▸ **Records from a dataset**:

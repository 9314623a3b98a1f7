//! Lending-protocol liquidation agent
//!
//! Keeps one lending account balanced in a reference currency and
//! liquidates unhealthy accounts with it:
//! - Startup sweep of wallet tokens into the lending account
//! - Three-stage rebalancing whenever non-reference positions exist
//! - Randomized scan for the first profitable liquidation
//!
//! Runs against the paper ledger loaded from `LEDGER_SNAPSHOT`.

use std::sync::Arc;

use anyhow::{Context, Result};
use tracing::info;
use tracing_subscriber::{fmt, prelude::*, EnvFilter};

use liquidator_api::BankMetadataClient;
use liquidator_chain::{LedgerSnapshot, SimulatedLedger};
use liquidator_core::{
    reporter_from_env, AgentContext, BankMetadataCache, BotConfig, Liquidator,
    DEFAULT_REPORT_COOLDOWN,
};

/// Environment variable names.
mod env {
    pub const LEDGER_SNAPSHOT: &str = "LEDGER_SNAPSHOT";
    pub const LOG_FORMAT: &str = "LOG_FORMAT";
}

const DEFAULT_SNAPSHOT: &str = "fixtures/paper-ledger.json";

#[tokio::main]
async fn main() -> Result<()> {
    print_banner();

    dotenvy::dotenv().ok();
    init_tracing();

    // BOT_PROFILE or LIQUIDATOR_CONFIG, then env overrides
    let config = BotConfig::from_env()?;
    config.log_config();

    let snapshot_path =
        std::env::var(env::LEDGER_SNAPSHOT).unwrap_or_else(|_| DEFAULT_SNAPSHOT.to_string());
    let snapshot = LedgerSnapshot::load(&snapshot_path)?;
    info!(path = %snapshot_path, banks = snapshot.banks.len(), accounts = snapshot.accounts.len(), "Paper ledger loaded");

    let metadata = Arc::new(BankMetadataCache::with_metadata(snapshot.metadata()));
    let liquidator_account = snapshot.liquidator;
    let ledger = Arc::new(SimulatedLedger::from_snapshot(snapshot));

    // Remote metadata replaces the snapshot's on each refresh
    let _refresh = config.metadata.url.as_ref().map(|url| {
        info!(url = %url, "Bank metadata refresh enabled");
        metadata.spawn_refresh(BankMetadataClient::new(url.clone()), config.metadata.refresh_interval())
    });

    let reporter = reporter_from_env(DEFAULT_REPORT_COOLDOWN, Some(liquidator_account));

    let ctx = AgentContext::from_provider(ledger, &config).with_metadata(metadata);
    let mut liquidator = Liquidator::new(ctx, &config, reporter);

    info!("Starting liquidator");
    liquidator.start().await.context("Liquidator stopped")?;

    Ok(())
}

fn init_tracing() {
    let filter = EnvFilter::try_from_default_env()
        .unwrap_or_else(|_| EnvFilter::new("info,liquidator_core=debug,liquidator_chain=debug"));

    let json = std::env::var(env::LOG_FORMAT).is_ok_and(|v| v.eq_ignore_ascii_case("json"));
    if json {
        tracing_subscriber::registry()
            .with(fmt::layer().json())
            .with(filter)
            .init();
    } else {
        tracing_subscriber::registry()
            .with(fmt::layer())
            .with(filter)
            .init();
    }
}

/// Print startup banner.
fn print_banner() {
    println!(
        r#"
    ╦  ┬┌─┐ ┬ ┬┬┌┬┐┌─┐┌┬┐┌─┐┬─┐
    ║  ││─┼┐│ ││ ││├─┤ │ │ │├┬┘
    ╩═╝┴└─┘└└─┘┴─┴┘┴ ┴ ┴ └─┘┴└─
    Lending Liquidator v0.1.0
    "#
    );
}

▸ **About this exercise**: All lines from the top of the data through the line containing "let liquidator_account = snapshot.liquidator;" need to be retyped exactly, and nothing more.

▸ **Solved exercise**:
repository 9314623a3b98a1f7
//! Lending-protocol liquidation agent
//!
//! Keeps one lending account balanced in a reference currency and
//! liquidates unhealthy accounts with it:
//! - Startup sweep of wallet tokens into the lending account
//! - Three-stage rebalancing whenever non-reference positions exist
//! - Randomized scan for the first profitable liquidation
//!
//! Runs against the paper ledger loaded from `LEDGER_SNAPSHOT`.

use std::sync::Arc;

use anyhow::{Context, Result};
use tracing::info;
use tracing_subscriber::{fmt, prelude::*, EnvFilter};

use liquidator_api::BankMetadataClient;
use liquidator_chain::{LedgerSnapshot, SimulatedLedger};
use liquidator_core::{
    reporter_from_env, AgentContext, BankMetadataCache, BotConfig, Liquidator,
    DEFAULT_REPORT_COOLDOWN,
};

/// Environment variable names.
mod env {
    pub const LEDGER_SNAPSHOT: &str = "LEDGER_SNAPSHOT";
    pub const LOG_FORMAT: &str = "LOG_FORMAT";
}

const DEFAULT_SNAPSHOT: &str = "fixtures/paper-ledger.json";

#[tokio::main]
async fn main() -> Result<()> {
    print_banner();

    dotenvy::dotenv().ok();
    init_tracing();

    // BOT_PROFILE or LIQUIDATOR_CONFIG, then env overrides
    let config = BotConfig::from_env()?;
    config.log_config();

    let snapshot_path =
        std::env::var(env::LEDGER_SNAPSHOT).unwrap_or_else(|_| DEFAULT_SNAPSHOT.to_string());
    let snapshot = LedgerSnapshot::load(&snapshot_path)?;
    info!(path = %snapshot_path, banks = snapshot.banks.len(), accounts = snapshot.accounts.len(), "Paper ledger loaded");

    let metadata = Arc::new(BankMetadataCache::with_metadata(snapshot.metadata()));
    let liquidator_account = snapshot.liquidator;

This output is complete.